GOAL OF THE EXERCISE
Across the whole listing, state how many lines include "Copy". Add nothing to that number.

[DATA UNDER STUDY Boundary: Start]

//! Cipher envelopes: the encrypted-at-rest form of a chat history entry.
//!
//! An envelope is opaque to the broker.  It carries the AES-256-GCM
//! ciphertext, the nonce, the session id (bound as associated data) and one
//! wrapped share per recipient.  It never contains the shared secret or any
//! private key: each `encryptedShare` is a one-way HKDF expansion of the
//! secret, so equality with the secret's own encoding is impossible short
//! of a hash collision.
//!
//! ```text
//! content_key     = HKDF(secret, salt = session_id, info = "registry-broker/envelope/v1")
//! encrypted_share = HKDF(secret, salt = session_id, info = "registry-broker/share/v1:" ++ uaid)
//! ```

use aes_gcm::aead::{Aead, KeyInit, Payload};
use aes_gcm::{Aes256Gcm, Nonce};
use base64::engine::general_purpose::STANDARD;
use base64::Engine;
use rand::RngCore;
use serde::{Deserialize, Serialize};
use thiserror::Error;
use zeroize::Zeroize;

use crate::keys::SharedSecret;

/// The only algorithm this crate produces and accepts.
pub const ALGORITHM: &str = "aes-256-gcm";

const NONCE_SIZE: usize = 12;
const CONTENT_KEY_INFO: &[u8] = b"registry-broker/envelope/v1";
const SHARE_INFO_PREFIX: &str = "registry-broker/share/v1:";

/// Errors raised while sealing or opening an envelope.
#[derive(Debug, Error, PartialEq)]
pub enum EnvelopeError {
    #[error("unsupported envelope algorithm '{0}'")]
    UnsupportedAlgorithm(String),

    #[error("envelope field '{field}' is not valid base64: {reason}")]
    Encoding { field: &'static str, reason: String },

    #[error("envelope nonce must be {NONCE_SIZE} bytes, got {0}")]
    InvalidNonce(usize),

    #[error("envelope must name at least one recipient")]
    NoRecipients,

    #[error("encryption failed")]
    EncryptionFailed,

    /// Wrong secret, or the envelope was tampered with.
    #[error("decryption failed: wrong shared secret or tampered envelope")]
    DecryptionFailed,

    #[error("decrypted payload is not valid UTF-8")]
    InvalidUtf8,
}

/// One recipient's wrapped share.
#[derive(Debug, Clone, Serialize, Deserialize, PartialEq, Eq)]
#[serde(rename_all = "camelCase")]
pub struct CipherRecipient {
    pub uaid: String,
    pub encrypted_share: String,
}

/// Encrypted representation of one chat message.
#[derive(Debug, Clone, Serialize, Deserialize, PartialEq, Eq)]
#[serde(rename_all = "camelCase")]
pub struct CipherEnvelope {
    pub algorithm: String,
    /// Ciphertext with the GCM tag appended, base64.
    pub ciphertext: String,
    /// 96-bit nonce, base64.
    pub nonce: String,
    /// Session the envelope belongs to; authenticated as associated data.
    pub session_id: String,
    pub recipients: Vec<CipherRecipient>,
}

impl CipherEnvelope {
    pub fn recipient(&self, uaid: &str) -> Option<&CipherRecipient> {
        self.recipients.iter().find(|r| r.uaid == uaid)
    }
}

/// Inputs to [`encrypt_cipher_envelope`].
#[derive(Debug, Clone, Copy)]
pub struct EncryptRequest<'a> {
    pub plaintext: &'a str,
    pub session_id: &'a str,
    pub shared_secret: &'a SharedSecret,
    pub recipients: &'a [String],
}

/// Seal `plaintext` for every recipient under `shared_secret`.
pub fn encrypt_cipher_envelope(req: EncryptRequest<'_>) -> Result<CipherEnvelope, EnvelopeError> {
    if req.recipients.is_empty() {
        return Err(EnvelopeError::NoRecipients);
    }

    let mut nonce_bytes = [0u8; NONCE_SIZE];
    rand::thread_rng().fill_bytes(&mut nonce_bytes);

    let ciphertext = {
        let mut key = content_key(req.shared_secret, req.session_id);
        let cipher = Aes256Gcm::new((&key).into());
        key.zeroize();
        cipher
            .encrypt(
                Nonce::from_slice(&nonce_bytes),
                Payload {
                    msg: req.plaintext.as_bytes(),
                    aad: req.session_id.as_bytes(),
                },
            )
            .map_err(|_| EnvelopeError::EncryptionFailed)?
    };

    let recipients = req
        .recipients
        .iter()
        .map(|uaid| CipherRecipient {
            uaid: uaid.clone(),
            encrypted_share: wrapped_share(req.shared_secret, req.session_id, uaid),
        })
        .collect();

    Ok(CipherEnvelope {
        algorithm: ALGORITHM.to_string(),
        ciphertext: STANDARD.encode(ciphertext),
        nonce: STANDARD.encode(nonce_bytes),
        session_id: req.session_id.to_string(),
        recipients,
    })
}

/// Open `envelope` with `shared_secret`.
///
/// Fails with [`EnvelopeError::DecryptionFailed`] for a mismatched secret
/// or any modification of ciphertext, nonce or session id.
pub fn decrypt_cipher_envelope(
    envelope: &CipherEnvelope,
    shared_secret: &SharedSecret,
) -> Result<String, EnvelopeError> {
    if envelope.algorithm != ALGORITHM {
        return Err(EnvelopeError::UnsupportedAlgorithm(
            envelope.algorithm.clone(),
        ));
    }

    let nonce = decode_field("nonce", &envelope.nonce)?;
    if nonce.len() != NONCE_SIZE {
        return Err(EnvelopeError::InvalidNonce(nonce.len()));
    }
    let ciphertext = decode_field("ciphertext", &envelope.ciphertext)?;

    let mut key = content_key(shared_secret, &envelope.session_id);
    let cipher = Aes256Gcm::new((&key).into());
    key.zeroize();

    let plaintext = cipher
        .decrypt(
            Nonce::from_slice(&nonce),
            Payload {
                msg: &ciphertext,
                aad: envelope.session_id.as_bytes(),
            },
        )
        .map_err(|_| EnvelopeError::DecryptionFailed)?;

    String::from_utf8(plaintext).map_err(|_| EnvelopeError::InvalidUtf8)
}

fn content_key(secret: &SharedSecret, session_id: &str) -> [u8; 32] {
    secret.derive(session_id.as_bytes(), CONTENT_KEY_INFO)
}

fn wrapped_share(secret: &SharedSecret, session_id: &str, uaid: &str) -> String {
    let info = format!("{SHARE_INFO_PREFIX}{uaid}");
    STANDARD.encode(secret.derive(session_id.as_bytes(), info.as_bytes()))
}

fn decode_field(field: &'static str, value: &str) -> Result<Vec<u8>, EnvelopeError> {
    STANDARD.decode(value).map_err(|e| EnvelopeError::Encoding {
        field,
        reason: e.to_string(),
    })
}

// ── Tests ─────────────────────────────────────────────────────────────────────

#[cfg(test)]
mod tests {
    use super::*;

    fn recipients() -> Vec<String> {
        vec!["uaid:alice".to_string(), "uaid:bob".to_string()]
    }

    fn seal(plaintext: &str, secret: &SharedSecret) -> CipherEnvelope {
        let recipients = recipients();
        encrypt_cipher_envelope(EncryptRequest {
            plaintext,
            session_id: "session-42",
            shared_secret: secret,
            recipients: &recipients,
        })
        .unwrap()
    }

    #[test]
    fn decrypt_inverts_encrypt() {
        let secret = SharedSecret::generate();
        let long = "x".repeat(10_000);
        for m in ["", "hello", "multi\nline ✓ unicode", long.as_str()] {
            let env = seal(m, &secret);
            assert_eq!(decrypt_cipher_envelope(&env, &secret).unwrap(), m);
        }
    }

    #[test]
    fn wrong_secret_fails() {
        let env = seal("top secret", &SharedSecret::generate());
        assert_eq!(
            decrypt_cipher_envelope(&env, &SharedSecret::generate()),
            Err(EnvelopeError::DecryptionFailed)
        );
    }

    #[test]
    fn tampered_ciphertext_fails() {
        let secret = SharedSecret::generate();
        let mut env = seal("top secret", &secret);
        let mut raw = STANDARD.decode(&env.ciphertext).unwrap();
        raw[0] ^= 0x01;
        env.ciphertext = STANDARD.encode(raw);
        assert_eq!(
            decrypt_cipher_envelope(&env, &secret),
            Err(EnvelopeError::DecryptionFailed)
        );
    }

    #[test]
    fn moved_to_another_session_fails() {
        let secret = SharedSecret::generate();
        let mut env = seal("top secret", &secret);
        env.session_id = "session-43".into();
        assert_eq!(
            decrypt_cipher_envelope(&env, &secret),
            Err(EnvelopeError::DecryptionFailed)
        );
    }

    #[test]
    fn shares_never_equal_the_encoded_secret() {
        let secret = SharedSecret::generate();
        let env = seal("hi", &secret);
        let encoded = secret.to_base64();
        assert_eq!(env.recipients.len(), 2);
        for r in &env.recipients {
            assert_ne!(r.encrypted_share, encoded);
            assert!(!env.ciphertext.contains(&encoded));
        }
        let json = serde_json::to_string(&env).unwrap();
        assert!(!json.contains(&encoded));
    }

    #[test]
    fn shares_differ_per_recipient() {
        let env = seal("hi", &SharedSecret::generate());
        assert_ne!(
            env.recipients[0].encrypted_share,
            env.recipients[1].encrypted_share
        );
        assert!(env.recipient("uaid:bob").is_some());
    }

    #[test]
    fn empty_recipient_list_is_rejected() {
        let secret = SharedSecret::generate();
        let result = encrypt_cipher_envelope(EncryptRequest {
            plaintext: "x",
            session_id: "s",
            shared_secret: &secret,
            recipients: &[],
        });
        assert_eq!(result, Err(EnvelopeError::NoRecipients));
    }

    #[test]
    fn unknown_algorithm_is_rejected() {
        let secret = SharedSecret::generate();
        let mut env = seal("x", &secret);
        env.algorithm = "rot13".into();
        assert!(matches!(
            decrypt_cipher_envelope(&env, &secret),
            Err(EnvelopeError::UnsupportedAlgorithm(_))
        ));
    }

    #[test]
    fn envelope_uses_camel_case_wire_names() {
        let env = seal("x", &SharedSecret::generate());
        let json = serde_json::to_value(&env).unwrap();
        assert!(json.get("sessionId").is_some());
        assert!(json["recipients"][0].get("encryptedShare").is_some());
    }
}
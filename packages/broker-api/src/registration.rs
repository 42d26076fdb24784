//! Agent registration types: `/register`, `/register/{uaid}`,
//! `/register/progress/{attemptId}`, `/register/quote` and
//! `/register/additional-registries`.
//!
//! A registration publishes an agent profile to the broker's own directory
//! (the *primary* registration) and optionally to independently operated
//! sub-registries.  Sub-registry work may finish synchronously or be left
//! pending under an `attemptId` that the client polls.

use registry_broker_core::{
    classify, PrimaryStatus, ProgressStatus, RegistrationStatus, SubRegistryStatus,
};
use serde::{Deserialize, Serialize};

/// Public profile of a registered agent.
#[derive(Debug, Clone, Serialize, Deserialize, PartialEq, Default)]
#[serde(rename_all = "camelCase")]
pub struct AgentProfile {
    pub display_name: String,

    #[serde(default, skip_serializing_if = "Option::is_none")]
    pub alias: Option<String>,

    #[serde(default, skip_serializing_if = "Option::is_none")]
    pub bio: Option<String>,

    #[serde(default, skip_serializing_if = "Vec::is_empty")]
    pub capabilities: Vec<String>,

    /// Free-form extra properties, passed through unchanged.
    #[serde(default, skip_serializing_if = "serde_json::Map::is_empty")]
    pub properties: serde_json::Map<String, serde_json::Value>,
}

/// Request body for `POST /register` and `PATCH /register/{uaid}`.
#[derive(Debug, Clone, Serialize, Deserialize, PartialEq, Default)]
#[serde(rename_all = "camelCase")]
pub struct AgentRegistrationRequest {
    pub profile: AgentProfile,

    /// Where the agent can be reached, e.g. an A2A or MCP endpoint URL.
    #[serde(default, skip_serializing_if = "Option::is_none")]
    pub endpoint: Option<String>,

    #[serde(default, skip_serializing_if = "Option::is_none")]
    pub protocol: Option<String>,

    /// Primary registry to register with; the broker's default when absent.
    #[serde(default, skip_serializing_if = "Option::is_none")]
    pub registry: Option<String>,

    /// Sub-registries to publish to, by key.
    #[serde(default, skip_serializing_if = "Vec::is_empty")]
    pub additional_registries: Vec<String>,

    #[serde(default, skip_serializing_if = "Option::is_none")]
    pub metadata: Option<serde_json::Value>,
}

/// Outcome of the primary registration.
#[derive(Debug, Clone, Serialize, Deserialize, PartialEq)]
#[serde(rename_all = "camelCase")]
pub struct PrimaryResult {
    pub status: PrimaryStatus,
    #[serde(default, skip_serializing_if = "Option::is_none")]
    pub error: Option<String>,
}

/// Outcome of publishing to one sub-registry.
#[derive(Debug, Clone, Serialize, Deserialize, PartialEq)]
#[serde(rename_all = "camelCase")]
pub struct SubRegistryResult {
    pub registry_key: String,
    pub status: SubRegistryStatus,
    #[serde(default, skip_serializing_if = "Option::is_none")]
    pub external_agent_id: Option<String>,
    #[serde(default, skip_serializing_if = "Option::is_none")]
    pub external_uri: Option<String>,
    #[serde(default, skip_serializing_if = "Option::is_none")]
    pub credits_charged: Option<f64>,
    #[serde(default, skip_serializing_if = "Option::is_none")]
    pub error: Option<String>,
}

/// Response body for `POST /register` and `PATCH /register/{uaid}`.
#[derive(Debug, Clone, Serialize, Deserialize, PartialEq)]
#[serde(rename_all = "camelCase")]
pub struct RegisterAgentResponse {
    pub uaid: String,

    /// Issued when sub-registry work continues asynchronously.
    #[serde(default, skip_serializing_if = "Option::is_none")]
    pub attempt_id: Option<String>,

    pub primary: PrimaryResult,

    #[serde(default)]
    pub additional_registries: Vec<SubRegistryResult>,

    #[serde(default, skip_serializing_if = "Option::is_none")]
    pub credits_charged: Option<f64>,

    #[serde(default, skip_serializing_if = "Option::is_none")]
    pub message: Option<String>,
}

impl RegisterAgentResponse {
    pub fn status(&self) -> RegistrationStatus {
        classify(
            self.primary.status,
            self.additional_registries.iter().map(|r| r.status),
        )
    }
}

/// Whether a progress record tracks a registration or an update.
#[derive(Debug, Clone, Copy, Serialize, Deserialize, PartialEq, Eq, Default)]
#[serde(rename_all = "lowercase")]
pub enum RegistrationMode {
    #[default]
    Register,
    Update,
}

/// Server-held projection of a registration attempt.
#[derive(Debug, Clone, Serialize, Deserialize, PartialEq)]
#[serde(rename_all = "camelCase")]
pub struct RegistrationProgress {
    pub attempt_id: String,
    #[serde(default)]
    pub mode: RegistrationMode,
    pub status: ProgressStatus,
    #[serde(default, skip_serializing_if = "Option::is_none")]
    pub uaid: Option<String>,
    #[serde(default, skip_serializing_if = "Option::is_none")]
    pub primary: Option<PrimaryResult>,
    #[serde(default)]
    pub additional_registries: Vec<SubRegistryResult>,
    #[serde(default, skip_serializing_if = "Vec::is_empty")]
    pub errors: Vec<String>,
    #[serde(default, skip_serializing_if = "Option::is_none")]
    pub started_at: Option<String>,
    #[serde(default, skip_serializing_if = "Option::is_none")]
    pub completed_at: Option<String>,
}

impl RegistrationProgress {
    /// Error messages from the record, falling back to failed sub-registries.
    pub fn failure_messages(&self) -> Vec<String> {
        if !self.errors.is_empty() {
            return self.errors.clone();
        }
        self.additional_registries
            .iter()
            .filter(|r| r.status == SubRegistryStatus::Failed)
            .map(|r| match &r.error {
                Some(e) => format!("{}: {e}", r.registry_key),
                None => format!("{}: failed", r.registry_key),
            })
            .collect()
    }
}

/// Response body for `GET /register/progress/{attemptId}`.
#[derive(Debug, Clone, Serialize, Deserialize, PartialEq)]
#[serde(rename_all = "camelCase")]
pub struct RegistrationProgressResponse {
    pub progress: RegistrationProgress,
}

/// Response body for `POST /register/quote`.
#[derive(Debug, Clone, Serialize, Deserialize, PartialEq)]
#[serde(rename_all = "camelCase")]
pub struct RegistrationQuote {
    pub required_credits: f64,
    pub available_credits: f64,
    pub shortfall_credits: f64,
    #[serde(rename = "creditsPerHbar")]
    pub credits_per_unit: f64,
    #[serde(default, rename = "estimatedHbar", skip_serializing_if = "Option::is_none")]
    pub estimated_units: Option<f64>,
}

/// One sub-registry the broker can publish to.
#[derive(Debug, Clone, Serialize, Deserialize, PartialEq)]
#[serde(rename_all = "camelCase")]
pub struct AdditionalRegistry {
    pub key: String,
    pub name: String,
    #[serde(default, skip_serializing_if = "Option::is_none")]
    pub description: Option<String>,
    #[serde(default, skip_serializing_if = "Option::is_none")]
    pub credits_per_registration: Option<f64>,
}

/// Response body for `GET /register/additional-registries`.
#[derive(Debug, Clone, Serialize, Deserialize, PartialEq)]
#[serde(rename_all = "camelCase")]
pub struct AdditionalRegistriesResponse {
    pub registries: Vec<AdditionalRegistry>,
}

#[cfg(test)]
mod tests {
    use super::*;

    fn sub(key: &str, status: SubRegistryStatus) -> SubRegistryResult {
        SubRegistryResult {
            registry_key: key.into(),
            status,
            external_agent_id: None,
            external_uri: None,
            credits_charged: None,
            error: None,
        }
    }

    #[test]
    fn request_omits_empty_fields() {
        let req = AgentRegistrationRequest {
            profile: AgentProfile {
                display_name: "Weather Bot".into(),
                ..Default::default()
            },
            ..Default::default()
        };
        let json = serde_json::to_string(&req).unwrap();
        assert_eq!(json, r#"{"profile":{"displayName":"Weather Bot"}}"#);
    }

    #[test]
    fn response_status_follows_sub_registries() {
        let mut resp = RegisterAgentResponse {
            uaid: "uaid:aid:1".into(),
            attempt_id: Some("a1".into()),
            primary: PrimaryResult {
                status: PrimaryStatus::Created,
                error: None,
            },
            additional_registries: vec![
                sub("erc-8004", SubRegistryStatus::Completed),
                sub("nanda", SubRegistryStatus::Pending),
            ],
            credits_charged: None,
            message: None,
        };
        assert_eq!(resp.status(), RegistrationStatus::Pending);

        resp.additional_registries[1].status = SubRegistryStatus::Failed;
        assert_eq!(resp.status(), RegistrationStatus::Partial);
    }

    #[test]
    fn response_parses_wire_json() {
        let json = r#"{
            "uaid": "uaid:aid:xyz",
            "primary": {"status": "already-exists"},
            "additionalRegistries": [
                {"registryKey": "erc-8004", "status": "completed",
                 "externalAgentId": "42", "creditsCharged": 5}
            ]
        }"#;
        let resp: RegisterAgentResponse = serde_json::from_str(json).unwrap();
        assert_eq!(resp.primary.status, PrimaryStatus::AlreadyExists);
        assert_eq!(resp.additional_registries[0].credits_charged, Some(5.0));
        assert_eq!(resp.status(), RegistrationStatus::Success);
    }

    #[test]
    fn failure_messages_fall_back_to_sub_registries() {
        let progress = RegistrationProgress {
            attempt_id: "a1".into(),
            mode: RegistrationMode::Register,
            status: ProgressStatus::Failed,
            uaid: None,
            primary: None,
            additional_registries: vec![SubRegistryResult {
                error: Some("timeout".into()),
                ..sub("nanda", SubRegistryStatus::Failed)
            }],
            errors: vec![],
            started_at: None,
            completed_at: None,
        };
        assert_eq!(progress.failure_messages(), vec!["nanda: timeout"]);
    }
}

[DATA UNDER STUDY Boundary: End]

ANSWER TO THIS EXERCISE
2